I've not seen any research dealing with the genesis of pitch accent though. I have seen a paper which I can't find at the moment which gives evidence that in English loan words, the pitch drop often, but not always, correlates with the primary stress in the source language. That seems like a reasonable origin for pitch accent in English loans.

But it is clear that Sino-Japanese compounds, and not just native compounds, exhibit pitch accent. The pitch accent on SJ compounds which share a character can often differ:

感謝 kánsha 感心 kanshin

電気 dénki 電源 dengen

地下 chiká 廊下 rouka

Is there any regularity to how SJ compounds (and native words for that matter) acquired pitch accent? A hypothesis of mine: did SJ compounds start off as unaccented (平板) and then somehow develop accent as they become more common? Or does some quality of the Chinese reading predict the resulting pitch accent?

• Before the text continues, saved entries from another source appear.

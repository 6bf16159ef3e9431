//! [`Event`]s driving a [`CarList`].

#[cfg(doc)]
use super::CarList;
use super::scroll::Metrics;
use crate::read::car::{filter, list, Filter};

/// Input of a [`CarList`].
#[derive(Clone, Debug, PartialEq)]
pub enum Event {
    /// User searched by a [`list::Keyword`].
    Search(list::Keyword),

    /// Filter panel reported its initial [`filter::Value`].
    FilterLoaded(filter::Value),

    /// User changed a [`filter::Value`] in a filter panel.
    FilterChanged(filter::Value),

    /// Results region has been scrolled.
    Scrolled(Metrics),
}

/// Kind of a [`filter::Value`] change.
#[derive(Clone, Copy, Debug, Eq, PartialEq)]
pub enum Change {
    /// The query changed, so the list starts over from the first page.
    NewSearch,

    /// The value is the same, so nothing is fetched.
    Reload,
}

impl Change {
    /// Classifies setting the provided [`filter::Value`] on the provided
    /// [`Filter`].
    #[must_use]
    pub fn of(filter: &Filter, value: &filter::Value) -> Self {
        if filter.holds(value) {
            Self::Reload
        } else {
            Self::NewSearch
        }
    }
}

#[cfg(test)]
mod spec {
    use common::Selection;

    use crate::{
        domain::car::{Fuel, Mileage},
        read::car::{
            filter::{Deposit, Value},
            Filter,
        },
    };

    use super::Change;

    #[test]
    fn same_members_in_other_order_is_reload() {
        let filter = Filter::default();

        assert_eq!(
            Change::of(
                &filter,
                &Value::Fuel(Selection::from([Fuel::Gasoline, Fuel::Diesel])),
            ),
            Change::Reload,
        );
        assert_eq!(
            Change::of(&filter, &Value::Deposit(Deposit::Any)),
            Change::Reload,
        );
    }

    #[test]
    fn different_members_is_new_search() {
        let filter = Filter::default();

        assert_eq!(
            Change::of(
                &filter,
                &Value::Mileage(Selection::from([Mileage::Unlimited])),
            ),
            Change::NewSearch,
        );
        assert_eq!(
            Change::of(&filter, &Value::Deposit(Deposit::AtMost7500)),
            Change::NewSearch,
        );
    }
}
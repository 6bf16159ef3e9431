//! Pickup [`Location`] definitions.

use derive_more::{Display, From, Into};
use uuid::Uuid;

/// Place where a car is picked up.
#[derive(Clone, Debug, PartialEq)]
pub struct Location {
    /// ID of this [`Location`].
    pub id: Id,

    /// Human-readable name of this [`Location`].
    pub name: String,

    /// [`Coordinates`] of this [`Location`].
    pub coordinates: Coordinates,
}

/// ID of a [`Location`].
#[derive(Clone, Copy, Debug, Display, Eq, From, Hash, Into, PartialEq)]
pub struct Id(Uuid);

impl Id {
    /// Creates a new random [`Id`].
    #[must_use]
    pub fn new() -> Self {
        Self(Uuid::new_v4())
    }
}

impl Default for Id {
    fn default() -> Self {
        Self::new()
    }
}

/// Geographic coordinates in decimal degrees.
#[derive(Clone, Copy, Debug, Default, PartialEq)]
pub struct Coordinates {
    /// Latitude, positive to the north.
    pub latitude: f64,

    /// Longitude, positive to the east.
    pub longitude: f64,
}
//! Common definitions.
//!
//! List of available Cargo features:
#![doc = document_features::document_features!()]
#![deny(
    nonstandard_style,
    rust_2018_idioms,
    rustdoc::all,
    trivial_casts,
    trivial_numeric_casts,
    unsafe_code
)]
#![forbid(non_ascii_idents)]
#![warn(
    clippy::allow_attributes,
    clippy::allow_attributes_without_reason,
    clippy::pedantic,
    clippy::wildcard_enum_match_arm,
    deprecated_in_future,
    missing_copy_implementations,
    missing_debug_implementations,
    missing_docs,
    unreachable_pub,
    unused_crate_dependencies,
    unused_import_braces,
    unused_labels,
    unused_lifetimes,
    unused_qualifications,
    unused_results
)]

pub mod datetime;
pub mod handler;
mod kind;
pub mod money;
pub mod operations;
pub mod pagination;
pub mod selection;

pub use self::{
    datetime::{DateTime, DateTimeOf},
    handler::Handler,
    money::Money,
    selection::Selection,
};

#[doc(hidden)]
pub mod private {
    //! Private definitions used by macros.

    #[cfg(feature = "serde")]
    pub use serde;
    pub use strum;
}
//! [`Supplier`] definitions.

use derive_more::{AsRef, Display, From, Into};

/// Company renting its cars out through the platform.
#[derive(Clone, Debug, Eq, PartialEq)]
pub struct Supplier {
    /// ID of this [`Supplier`].
    pub id: Id,

    /// Full name of this [`Supplier`].
    pub name: String,
}

/// ID of a [`Supplier`], as assigned by the car service.
#[derive(
    AsRef, Clone, Debug, Display, Eq, From, Hash, Into, Ord, PartialEq, PartialOrd,
)]
#[as_ref(forward)]
pub struct Id(String);

impl From<&str> for Id {
    fn from(id: &str) -> Self {
        Self(id.to_owned())
    }
}
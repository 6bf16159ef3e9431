//! [`Money`]-related definitions.

use std::{cmp::Ordering, fmt};

use rust_decimal::Decimal;

use crate::define_kind;

/// Amount of money in some [`Currency`].
#[derive(Clone, Copy, Debug, Eq, PartialEq)]
pub struct Money {
    /// Amount of this [`Money`].
    pub amount: Decimal,

    /// [`Currency`] of this amount.
    pub currency: Currency,
}

impl Money {
    /// Creates a new [`Money`] of the provided `amount` in the provided
    /// [`Currency`].
    #[must_use]
    pub const fn new(amount: Decimal, currency: Currency) -> Self {
        Self { amount, currency }
    }

    /// Indicates whether this [`Money`] doesn't exceed the provided `limit`,
    /// expressed in the same [`Currency`].
    #[must_use]
    pub fn is_at_most(&self, limit: Decimal) -> bool {
        self.amount.cmp(&limit) != Ordering::Greater
    }
}

impl fmt::Display for Money {
    fn fmt(&self, f: &mut fmt::Formatter<'_>) -> fmt::Result {
        let Self { amount, currency } = self;
        write!(f, "{}{currency}", amount.normalize())
    }
}

define_kind! {
    #[doc = "Currency of a [`Money`] amount."]
    enum Currency {
        #[doc = "US Dollar."]
        Usd = 1,

        #[doc = "Euro."]
        Eur = 2,

        #[doc = "Pound sterling."]
        Gbp = 3,

        #[doc = "Moroccan dirham."]
        Mad = 4,
    }
}
//! Service contains the car listing logic of the application.
//!
//! List of available Cargo features:
#![doc = document_features::document_features!()]
#![deny(
    nonstandard_style,
    rust_2018_idioms,
    rustdoc::all,
    trivial_casts,
    trivial_numeric_casts,
    unsafe_code
)]
#![forbid(non_ascii_idents)]
#![warn(
    clippy::allow_attributes,
    clippy::allow_attributes_without_reason,
    clippy::pedantic,
    clippy::wildcard_enum_match_arm,
    deprecated_in_future,
    missing_copy_implementations,
    missing_debug_implementations,
    missing_docs,
    unreachable_pub,
    unused_crate_dependencies,
    unused_import_braces,
    unused_labels,
    unused_lifetimes,
    unused_qualifications,
    unused_results
)]

pub mod controller;
pub mod domain;
pub mod infra;
pub mod query;
pub mod read;
pub mod search;

#[cfg(test)]
use wiremock as _;

#[cfg(doc)]
use infra::Backend;

pub use self::{
    controller::CarList, infra::backend::Error as BackendError, query::Query,
};

/// Domain service.
#[derive(Clone, Debug)]
pub struct Service<Bk> {
    /// [`Backend`] of this [`Service`].
    backend: Bk,
}

impl<Bk> Service<Bk> {
    /// Creates a new [`Service`] on top of the provided [`Backend`].
    #[must_use]
    pub fn new(backend: Bk) -> Self {
        Self { backend }
    }

    /// Returns [`Backend`] of this [`Service`].
    #[must_use]
    pub fn backend(&self) -> &Bk {
        &self.backend
    }
}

Also, what are the rules which underlie pitch accent, particularly when accented words are combined, or when prefixes (like 御) are affixed? I already understand that particular endings, such as -通り have a "de-accenting" quality which removes any accents on the words to which it is affixed. What other regularities exist?

EDIT: One more question: Martin's "Reference Grammar of Japanese" gives the pitch accent of 故 as yúé (in his notation). I didn't think a word could possess two stresses — is this what he intended to notate?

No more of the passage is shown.